As the name suggest, XBYTE is designed for bytes but can handle 16-bit or wider codes provided the most important byte for decoding is the low byte and the byte order is little-endian. Current version of XBYTE is not really suitable for emulating the 68000, but a future version could be if it had an option for big-endian 16-bit or even 32-bit codes.
No. The FIFO and random hub reads or writes don't conflict. When the FIFO is reloaded by RDFAST, the FIFO continues to fill after the RDFAST instruction ends and a hub read/write could be stalled if it executes soon after RDFAST (within ~10 cycles from memory, possibly less).
P.S. Good to have the forum up and running again.
Then you haven't implemented interrupt handling
It needs to check for an interrupt condition between each instruction.
I have implemented interrupt handling and it works!

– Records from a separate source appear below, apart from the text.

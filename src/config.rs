//! Engine configuration.
//!
//! Animation timing, layout overrides and analysis tolerances can be given
//! in YAML or JSON. Every field has a default, so an empty document is a
//! valid configuration.
//!
//! # Configuration File Structure
//!
//! ```yaml
//! animation:
//!   speed: 1.5          # > 1 plays faster
//!   travel_ms: 800      # time for a token to cross one wire
//!   pulse_ms: 300       # transform/merge highlight
//!   highlight_ms: 500   # arrival and wire highlight
//!   watchdog_ms: 60000  # 0 disables the watchdog
//!
//! layout:
//!   scale: 1.0
//!   components:
//!     - { id: PC, x: 40, y: 300, width: 40, height: 80 }
//!   vertical_lines:
//!     pc_out: 100
//!
//! analysis:
//!   shared_segment_tolerance: 2.0
//!
//! log_level: info
//! ```

use serde::{Deserialize, Serialize};
use std::collections::{BTreeMap, HashSet};
use std::path::Path;
use thiserror::Error;

use crate::component::{ComponentRect, Layout};
use crate::types::Millis;

/// Errors that can occur during configuration loading.
#[derive(Error, Debug)]
pub enum ConfigError {
    #[error("IO error: {0}")]
    Io(#[from] std::io::Error),

    #[error("YAML parsing error: {0}")]
    Yaml(#[from] serde_yaml::Error),

    #[error("JSON parsing error: {0}")]
    Json(#[from] serde_json::Error),

    #[error("Validation error: {0}")]
    Validation(String),

    #[error("Unknown file format: {0}")]
    UnknownFormat(String),
}

/// Result type for configuration operations.
pub type ConfigResult<T> = Result<T, ConfigError>;

const LOG_LEVELS: [&str; 5] = ["trace", "debug", "info", "warn", "error"];

/// Timing parameters of an animation run.
#[derive(Clone, Debug, PartialEq, Serialize, Deserialize)]
pub struct AnimationParams {
    /// Global speed multiplier. Every duration is divided by it.
    #[serde(default = "default_speed")]
    pub speed: f64,

    /// Travel time of a token along one wire, before speed scaling
    #[serde(default = "default_travel_ms")]
    pub travel_ms: Millis,

    /// Highlight length for transforms, splits and merges
    #[serde(default = "default_pulse_ms")]
    pub pulse_ms: Millis,

    /// Highlight length for arrivals and wires
    #[serde(default = "default_highlight_ms")]
    pub highlight_ms: Millis,

    /// Wall-clock budget for one run; 0 disables the watchdog
    #[serde(default = "default_watchdog_ms")]
    pub watchdog_ms: Millis,
}

fn default_speed() -> f64 {
    1.0
}

fn default_travel_ms() -> Millis {
    800
}

fn default_pulse_ms() -> Millis {
    300
}

fn default_highlight_ms() -> Millis {
    500
}

fn default_watchdog_ms() -> Millis {
    60_000
}

impl Default for AnimationParams {
    fn default() -> Self {
        Self {
            speed: default_speed(),
            travel_ms: default_travel_ms(),
            pulse_ms: default_pulse_ms(),
            highlight_ms: default_highlight_ms(),
            watchdog_ms: default_watchdog_ms(),
        }
    }
}

impl AnimationParams {
    /// Applies the speed multiplier to a nominal duration.
    pub fn scale(&self, ms: Millis) -> Millis {
        (ms as f64 / self.speed).round() as Millis
    }

    pub fn validate(&self) -> ConfigResult<()> {
        if !(self.speed.is_finite() && self.speed > 0.0) {
            return Err(ConfigError::Validation(format!(
                "animation.speed must be positive, got {}",
                self.speed
            )));
        }
        if self.travel_ms == 0 {
            tracing::warn!("animation.travel_ms is 0, tokens will jump between components");
        }
        Ok(())
    }
}

/// Layout parameters: scale plus optional overrides of the standard layout.
#[derive(Clone, Debug, PartialEq, Serialize, Deserialize)]
pub struct LayoutParams {
    #[serde(default = "default_scale")]
    pub scale: f64,

    /// Rectangles at scale 1.0 that replace or extend the standard ones
    #[serde(default)]
    pub components: Vec<ComponentRect>,

    /// Extra or moved vertical routing lines at scale 1.0
    #[serde(default)]
    pub vertical_lines: BTreeMap<String, f64>,
}

fn default_scale() -> f64 {
    1.0
}

impl Default for LayoutParams {
    fn default() -> Self {
        Self {
            scale: default_scale(),
            components: Vec::new(),
            vertical_lines: BTreeMap::new(),
        }
    }
}

impl LayoutParams {
    pub fn validate(&self) -> ConfigResult<()> {
        if !(self.scale.is_finite() && self.scale > 0.0) {
            return Err(ConfigError::Validation(format!(
                "layout.scale must be positive, got {}",
                self.scale
            )));
        }

        let mut ids = HashSet::new();
        for rect in &self.components {
            if !ids.insert(rect.id.as_str()) {
                return Err(ConfigError::Validation(format!(
                    "Duplicate component ID: {}",
                    rect.id
                )));
            }
            if rect.width <= 0.0 || rect.height <= 0.0 {
                return Err(ConfigError::Validation(format!(
                    "Component {} has a non-positive size",
                    rect.id
                )));
            }
        }
        Ok(())
    }
}

/// Parameters of the shared-segment analysis.
#[derive(Clone, Debug, PartialEq, Serialize, Deserialize)]
pub struct AnalysisParams {
    /// Endpoint distance (px) under which two segments count as shared
    #[serde(default = "default_tolerance")]
    pub shared_segment_tolerance: f64,
}

fn default_tolerance() -> f64 {
    2.0
}

impl Default for AnalysisParams {
    fn default() -> Self {
        Self {
            shared_segment_tolerance: default_tolerance(),
        }
    }
}

fn default_log_level() -> String {
    "info".to_string()
}

/// Complete engine configuration.
#[derive(Clone, Debug, PartialEq, Serialize, Deserialize)]
pub struct EngineConfig {
    #[serde(default)]
    pub animation: AnimationParams,

    #[serde(default)]
    pub layout: LayoutParams,

    #[serde(default)]
    pub analysis: AnalysisParams,

    /// Logging level (trace, debug, info, warn, error)
    #[serde(default = "default_log_level")]
    pub log_level: String,
}

impl Default for EngineConfig {
    fn default() -> Self {
        Self {
            animation: AnimationParams::default(),
            layout: LayoutParams::default(),
            analysis: AnalysisParams::default(),
            log_level: default_log_level(),
        }
    }
}

impl EngineConfig {
    /// Creates the default configuration.
    pub fn new() -> Self {
        Self::default()
    }

    /// Loads configuration from a YAML string.
    pub fn from_yaml(yaml: &str) -> ConfigResult<Self> {
        let config: EngineConfig = serde_yaml::from_str(yaml)?;
        config.validate()?;
        Ok(config)
    }

    /// Loads configuration from a JSON string.
    pub fn from_json(json: &str) -> ConfigResult<Self> {
        let config: EngineConfig = serde_json::from_str(json)?;
        config.validate()?;
        Ok(config)
    }

    /// Loads configuration from a file, auto-detecting format.
    pub fn from_file<P: AsRef<Path>>(path: P) -> ConfigResult<Self> {
        let path = path.as_ref();
        let ext = path
            .extension()
            .and_then(|e| e.to_str())
            .unwrap_or("");

        match ext.to_lowercase().as_str() {
            "yaml" | "yml" => Self::from_yaml(&std::fs::read_to_string(path)?),
            "json" => Self::from_json(&std::fs::read_to_string(path)?),
            _ => Err(ConfigError::UnknownFormat(ext.to_string())),
        }
    }

    /// Validates the entire configuration.
    pub fn validate(&self) -> ConfigResult<()> {
        self.animation.validate()?;
        self.layout.validate()?;

        let tolerance = self.analysis.shared_segment_tolerance;
        if !(tolerance.is_finite() && tolerance >= 0.0) {
            return Err(ConfigError::Validation(format!(
                "analysis.shared_segment_tolerance must be >= 0, got {}",
                tolerance
            )));
        }

        if !LOG_LEVELS.contains(&self.log_level.to_lowercase().as_str()) {
            return Err(ConfigError::Validation(format!(
                "Unknown log level: {}",
                self.log_level
            )));
        }

        Ok(())
    }

    /// Builds the layout described by this configuration: the standard
    /// layout at `layout.scale` with the configured overrides applied.
    pub fn build_layout(&self) -> Layout {
        let scale = self.layout.scale;
        let mut layout = Layout::standard(scale);
        for rect in &self.layout.components {
            layout.insert_rect(rect.scaled(scale));
        }
        for (name, x) in &self.layout.vertical_lines {
            layout.set_line(name.clone(), x * scale);
        }
        layout
    }

    /// Saves configuration to a YAML file.
    pub fn to_yaml_file<P: AsRef<Path>>(&self, path: P) -> ConfigResult<()> {
        std::fs::write(path, self.to_yaml()?)?;
        Ok(())
    }

    /// Converts to YAML string.
    pub fn to_yaml(&self) -> ConfigResult<String> {
        Ok(serde_yaml::to_string(self)?)
    }

    /// Converts to JSON string.
    pub fn to_json(&self) -> ConfigResult<String> {
        Ok(serde_json::to_string_pretty(self)?)
    }
}

/// Builder for creating EngineConfig programmatically.
#[derive(Default)]
pub struct EngineConfigBuilder {
    config: EngineConfig,
}

impl EngineConfigBuilder {
    /// Creates a new builder.
    pub fn new() -> Self {
        Self::default()
    }

    pub fn speed(mut self, speed: f64) -> Self {
        self.config.animation.speed = speed;
        self
    }

    pub fn travel_ms(mut self, ms: Millis) -> Self {
        self.config.animation.travel_ms = ms;
        self
    }

    pub fn pulse_ms(mut self, ms: Millis) -> Self {
        self.config.animation.pulse_ms = ms;
        self
    }

    pub fn highlight_ms(mut self, ms: Millis) -> Self {
        self.config.animation.highlight_ms = ms;
        self
    }

    /// Sets the watchdog budget; 0 disables it.
    pub fn watchdog_ms(mut self, ms: Millis) -> Self {
        self.config.animation.watchdog_ms = ms;
        self
    }

    pub fn scale(mut self, scale: f64) -> Self {
        self.config.layout.scale = scale;
        self
    }

    /// Adds a component rectangle (at scale 1.0).
    pub fn add_component(mut self, rect: ComponentRect) -> Self {
        self.config.layout.components.push(rect);
        self
    }

    /// Adds a vertical routing line (at scale 1.0).
    pub fn vertical_line(mut self, name: impl Into<String>, x: f64) -> Self {
        self.config.layout.vertical_lines.insert(name.into(), x);
        self
    }

    pub fn shared_segment_tolerance(mut self, tolerance: f64) -> Self {
        self.config.analysis.shared_segment_tolerance = tolerance;
        self
    }

    /// Sets the log level.
    pub fn log_level(mut self, level: impl Into<String>) -> Self {
        self.config.log_level = level.into();
        self
    }

    /// Builds and validates the configuration.
    pub fn build(self) -> ConfigResult<EngineConfig> {
        self.config.validate()?;
        Ok(self.config)
    }
}

#[cfg(test)]
mod tests {
    use super::*;

    #[test]
    fn test_default_config() {
        let config = EngineConfig::new();
        assert_eq!(config.animation.speed, 1.0);
        assert_eq!(config.animation.travel_ms, 800);
        assert_eq!(config.layout.scale, 1.0);
        assert!(config.validate().is_ok());
    }

    #[test]
    fn test_empty_yaml_is_default() {
        let config = EngineConfig::from_yaml("{}").unwrap();
        assert_eq!(config, EngineConfig::default());
    }

    #[test]
    fn test_yaml_parsing() {
        let yaml = r#"
animation:
  speed: 2.0
  watchdog_ms: 0
layout:
  scale: 1.5
  components:
    - { id: Extra, x: 10, y: 10, width: 20, height: 20 }
  vertical_lines:
    pc_out: 110
log_level: debug
"#;
        let config = EngineConfig::from_yaml(yaml).unwrap();
        assert_eq!(config.animation.speed, 2.0);
        assert_eq!(config.animation.watchdog_ms, 0);
        assert_eq!(config.animation.pulse_ms, 300);
        assert_eq!(config.layout.components.len(), 1);

        let layout = config.build_layout();
        assert_eq!(layout.rect("Extra").unwrap().width, 30.0);
        assert_eq!(layout.line("pc_out"), Some(165.0));
        assert!(layout.rect("ALUMain").is_some());
    }

    #[test]
    fn test_json_parsing() {
        let json = r#"{
            "animation": {"speed": 0.5, "travel_ms": 400},
            "analysis": {"shared_segment_tolerance": 0.5}
        }"#;
        let config = EngineConfig::from_json(json).unwrap();
        assert_eq!(config.animation.travel_ms, 400);
        assert_eq!(config.animation.scale(400), 800);
        assert_eq!(config.analysis.shared_segment_tolerance, 0.5);
    }

    #[test]
    fn test_validation_rejects_bad_values() {
        assert!(EngineConfig::from_yaml("animation: { speed: 0 }").is_err());
        assert!(EngineConfig::from_yaml("layout: { scale: -1 }").is_err());
        assert!(EngineConfig::from_yaml("log_level: loud").is_err());
        assert!(EngineConfigBuilder::new()
            .shared_segment_tolerance(-0.1)
            .build()
            .is_err());
    }

    #[test]
    fn test_validation_duplicate_component() {
        let result = EngineConfigBuilder::new()
            .add_component(ComponentRect::new("A", 0.0, 0.0, 1.0, 1.0))
            .add_component(ComponentRect::new("A", 5.0, 0.0, 1.0, 1.0))
            .build();
        assert!(matches!(result, Err(ConfigError::Validation(_))));
    }

    #[test]
    fn test_unknown_format() {
        let result = EngineConfig::from_file("engine.toml");
        assert!(matches!(result, Err(ConfigError::UnknownFormat(ext)) if ext == "toml"));
    }

    #[test]
    fn test_builder_and_roundtrip() {
        let config = EngineConfigBuilder::new()
            .speed(3.0)
            .watchdog_ms(5_000)
            .vertical_line("extra", 12.0)
            .build()
            .unwrap();

        let yaml = config.to_yaml().unwrap();
        let restored = EngineConfig::from_yaml(&yaml).unwrap();
        assert_eq!(restored, config);
        assert_eq!(restored.animation.scale(3000), 1000);
    }
}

Overhead is only two cycles for the check at the end of an emulated instruction if no actual interrupt:
_ret_ tjf INT_enable,INT_addr 'start new XBYTE if no hw intINT_enablemust beFFFF_FFFFto jump to interrupt routine at[INT addr]. Emulation code forDI/EIorCLI/STIclears/sets low word ofINT_enableand a P2 interrupt sets the high word for maskable interrupts or whole long for NMIs._ret_starts new XBYTE ifINT_enable<FFFF_FFFF.I spent some time re-examining this, to refresh my memory. The limitation is not implicit to XBYTE, it is implicit in the reduced instruction set I use in Catalina's COMPACT mode. In my defence, this mode was designed in the days of the P1, before XBYTE was even a twinkle in Chip's eye.
When I first saw XBYTE (and specifically the RFVAR instruction) I thought - "Great! I can use that" - but it turns out to be not nearly so easy. In brief, encoding the instructions I use in my COMPACT mode would require 7 bits if I used RFVAR XBYTE @, which does not leave enough bits in a 2 byte instruction (7 bits) or in a 4 byte instruction (22 bits) to encode all the other information I need (my own encoding scheme leaves 10 bits in a 2 byte instruction and 24 bits in a 4 byte instruction). The result is that if I use RFVAR XBYTE @ pretty nearly all my 2 byte instructions have to become 3 bytes, and there are some 4 byte instructions that I would have to drop altogether and instead use two instructions to implement (so effectively making them take 6, 7 or 8 bytes instead of 4). And to use less than 7 bits to encode the instruction, I would have to drop about 20 instructions (or about 25% of the instruction set) which would also make the code larger and slower.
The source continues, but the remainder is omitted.